An important example is the non-degenerate bilinear map

$$ B:V \times V^\ast \rightarrow K $$
$$ B(v,f) = f(v)$$

Here the orthogonal is exactly the annihilator. This gives the result that $\dim U + \dim U ^\circ = \dim V$.

An $n \times m$ matrix may be regarded as a bilinear form over $K^n$ and $K^m$. Two matrices, $B$ and $C$, are then said to be congruent if there exists an invertible $P$ such that $B = P^{T}CP$. Note this is different to the usual notion of congruence.

If the matrix is the identity, $I$, then this gives the standard Euclidean inner product on $K^n$.
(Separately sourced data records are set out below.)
impl<S: ModemStream> ModemSession<S> {
    /// Wrap an already open stream
    pub fn new(stream: S, read_timeout: Duration) -> Self {
        Self {
            stream,
            read_timeout,
            state: SessionState::Uninitialized,
            transcript: None,
        }
    }

    /// Record all traffic into `transcript`
    #[must_use]
    pub fn with_transcript(mut self, transcript: Transcript) -> Self {
        self.transcript = Some(transcript);
        self
    }

    /// Current state
    pub fn state(&self) -> SessionState {
        self.state
    }

    /// Per-byte read timeout
    pub fn read_timeout(&self) -> Duration {
        self.read_timeout
    }

    /// Transcript, if one is attached
    pub fn transcript(&self) -> Option<&Transcript> {
        self.transcript.as_ref()
    }

    /// Send `command` and parse the answer with the default parser
    pub async fn chat(&mut self, command: &Command) -> Result<Value, ModemError> {
        self.chat_with(command, |name, raw| Ok(parse_answer(name, raw)))
            .await
    }

    /// Send `command` and hand the answer to `parser`
    ///
    /// `parser` receives the command name (without `AT`) and the information
    /// lines. Its error is returned as is.
    pub async fn chat_with<T, F>(&mut self, command: &Command, parser: F) -> Result<T, ModemError>
    where
        F: FnOnce(&str, RawAnswer) -> Result<T, ModemError>,
    {
        self.ensure_open()?;
        let idle = self.state;

        self.state = SessionState::Sending;
        let result = match self.write_raw(command.to_wire().as_bytes()).await {
            Ok(()) => {
                self.state = SessionState::AwaitingAnswer;
                self.read_answer().await
            }
            Err(e) => Err(e),
        };

        let result = result.and_then(|raw| parser(command.name(), raw));
        self.settle(idle, result)
    }

    /// Run the initialization chat: `AT`, `ATE0`, `ATZ`, `AT+CMEE=2`
    ///
    /// Stops at the first failing command.
    pub async fn initialize(&mut self) -> Result<(), ModemError> {
        for command in init_commands() {
            self.chat(&command).await?;
        }
        self.state = SessionState::Ready;
        tracing::info!("modem initialized");
        Ok(())
    }

    /// Run a vendor reset sequence over the stream
    pub async fn reset_with<R>(&mut self, reset: &mut R) -> Result<(), ModemError>
    where
        R: ModemReset + ?Sized,
    {
        self.ensure_open()?;
        self.state = SessionState::Resetting;
        if let Some(t) = self.transcript.as_mut() {
            t.log_info("reset");
        }

        match reset.reset(&mut self.stream, self.read_timeout).await {
            Ok(()) => {
                self.state = SessionState::Ready;
                Ok(())
            }
            Err(e) => {
                tracing::warn!("modem reset failed: {}", e);
                self.settle(SessionState::Uninitialized, Err(e))
            }
        }
    }

    /// Write bytes as is
    pub async fn write_raw(&mut self, data: &[u8]) -> Result<(), ModemError> {
        tracing::debug!("send : {:?}", String::from_utf8_lossy(data));
        if let Some(t) = self.transcript.as_mut() {
            t.log_tx(data);
        }
        self.stream.write_all(data).await?;
        self.stream.flush().await?;
        Ok(())
    }

    /// Read up to `n` bytes
    ///
    /// Stops early, without error, when a byte does not arrive within the
    /// read timeout.
    pub async fn read_raw(&mut self, n: usize) -> Result<Vec<u8>, ModemError> {
        let mut data = Vec::with_capacity(n);
        while data.len() < n {
            match read_byte(&mut self.stream, self.read_timeout).await {
                Ok(byte) => data.push(byte),
                Err(e) if e.is_timeout() => break,
                Err(e) => return Err(e),
            }
        }
        tracing::debug!("recv : {:?}", String::from_utf8_lossy(&data));
        if let Some(t) = self.transcript.as_mut() {
            t.log_rx(&data);
        }
        Ok(data)
    }

    /// Read one trimmed line
    pub async fn read_line(&mut self) -> Result<String, ModemError> {
        self.read_line_after(BytesMut::new()).await
    }

    async fn read_line_after(&mut self, head: BytesMut) -> Result<String, ModemError> {
        let line = read_line_from(&mut self.stream, head, self.read_timeout).await?;
        if !line.is_empty() {
            if let Some(t) = self.transcript.as_mut() {
                t.log_rx(line.as_bytes());
            }
        }
        Ok(line)
    }

    /// Read lines until `OK` or an error line
    pub async fn read_answer(&mut self) -> Result<RawAnswer, ModemError> {
        let mut answer = RawAnswer::default();
        loop {
            let line = self.read_line().await?;
            if accept_line(&mut answer, line)? {
                return Ok(answer);
            }
        }
    }

    /// Wait for the `>` prompt that follows `AT+CMGS`
    ///
    /// Reads up to four bytes, stopping early when the modem goes quiet
    /// after at least one byte. Without a `>` among them, the bytes are the start of
    /// an answer: an error line is returned as its [`AtError`], anything else
    /// as [`ModemError::UnexpectedAnswer`].
    ///
    /// [`AtError`]: super::protocol::AtError
    pub async fn await_prompt(&mut self) -> Result<(), ModemError> {
        let mut head = BytesMut::with_capacity(PROMPT_LEN);
        while head.len() < PROMPT_LEN {
            match read_byte(&mut self.stream, self.read_timeout).await {
                Ok(byte) => head.extend_from_slice(&[byte]),
                // A bare "> " is a complete prompt
                Err(e) if e.is_timeout() && !head.is_empty() => break,
                Err(e) => return Err(e),
            }
        }
        if head.contains(&b'>') {
            tracing::debug!("recv : {:?}", String::from_utf8_lossy(&head));
            if let Some(t) = self.transcript.as_mut() {
                t.log_rx(&head);
            }
            return Ok(());
        }

        let mut answer = RawAnswer::default();
        while let Some(pos) = head.windows(CRLF.len()).position(|w| w == CRLF) {
            let line = head.split_to(pos + CRLF.len());
            let line = String::from_utf8_lossy(&line).trim().to_string();
            if accept_line(&mut answer, line)? {
                return Err(unexpected_prompt(answer));
            }
        }
        let mut head = Some(head);
        loop {
            let line = self.read_line_after(head.take().unwrap_or_default()).await?;
            if accept_line(&mut answer, line)? {
                return Err(unexpected_prompt(answer));
            }
        }
    }

    /// Send a text-mode SMS
    ///
    /// Returns the parsed `+CMGS` answer, usually the message reference.
    pub async fn send_text_sms(&mut self, number: &str, text: &str) -> Result<Value, ModemError> {
        self.chat(&Command::new("+CMGF=").arg(1)).await?;
        let submit = Command::new("+CMGS=").arg(number);
        self.send_body(&submit, text.as_bytes()).await
    }

    /// Send a PDU-mode SMS
    pub async fn send_pdu_sms(&mut self, pdu: &Pdu) -> Result<Value, ModemError> {
        self.chat(&Command::new("+CMGF=").arg(0)).await?;
        let length = i64::try_from(pdu.tpdu_length()).unwrap_or(i64::MAX);
        let submit = Command::new("+CMGS=").arg(Arg::Int(length));
        self.send_body(&submit, pdu.to_hex().as_bytes()).await
    }

    async fn send_body(&mut self, submit: &Command, body: &[u8]) -> Result<Value, ModemError> {
        self.ensure_open()?;
        let idle = self.state;

        self.state = SessionState::Sending;
        let result = async {
            self.write_raw(submit.to_wire().as_bytes()).await?;
            self.await_prompt().await?;
            self.write_raw(body).await?;
            self.write_raw(&[CTRL_Z]).await?;
            self.state = SessionState::AwaitingAnswer;
            let raw = self.read_answer().await?;
            Ok::<_, ModemError>(parse_answer(submit.name(), raw))
        }
        .await;
        self.settle(idle, result)
    }

    /// Shut the stream down
    pub async fn close(&mut self) -> Result<(), ModemError> {
        if self.state == SessionState::Closed {
            return Ok(());
        }
        self.state = SessionState::Closed;
        let flushed = match self.transcript.as_mut() {
            Some(t) => t.flush(),
            None => Ok(()),
        };
        self.stream.shutdown().await?;
        tracing::info!("session closed");
        flushed.map_err(|e| {
            tracing::warn!("transcript flush failed: {}", e);
            TransportError::IoError(e).into()
        })
    }

    fn ensure_open(&self) -> Result<(), ModemError> {
        match self.state {
            SessionState::Closed => Err(ModemError::Disconnected),
            _ => Ok(()),
        }
    }

    /// Return to `idle` after an exchange, or to `Closed` if the stream is gone
    fn settle<T>(&mut self, idle: SessionState, result: Result<T, ModemError>) -> Result<T, ModemError> {
        self.state = match result {
            Err(ModemError::Disconnected) => SessionState::Closed,
            _ => idle,
        };
        result
    }
}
An inner product space on a vector space is a bilinear form if its field is real, but not if it is complex. In fact, the bilinear form associated with a real inner product space is non-degenerate, and every subspace is non-degenerate. So, as we may intuitively expect, $V = U \oplus U^\perp$ for every subspace $U$.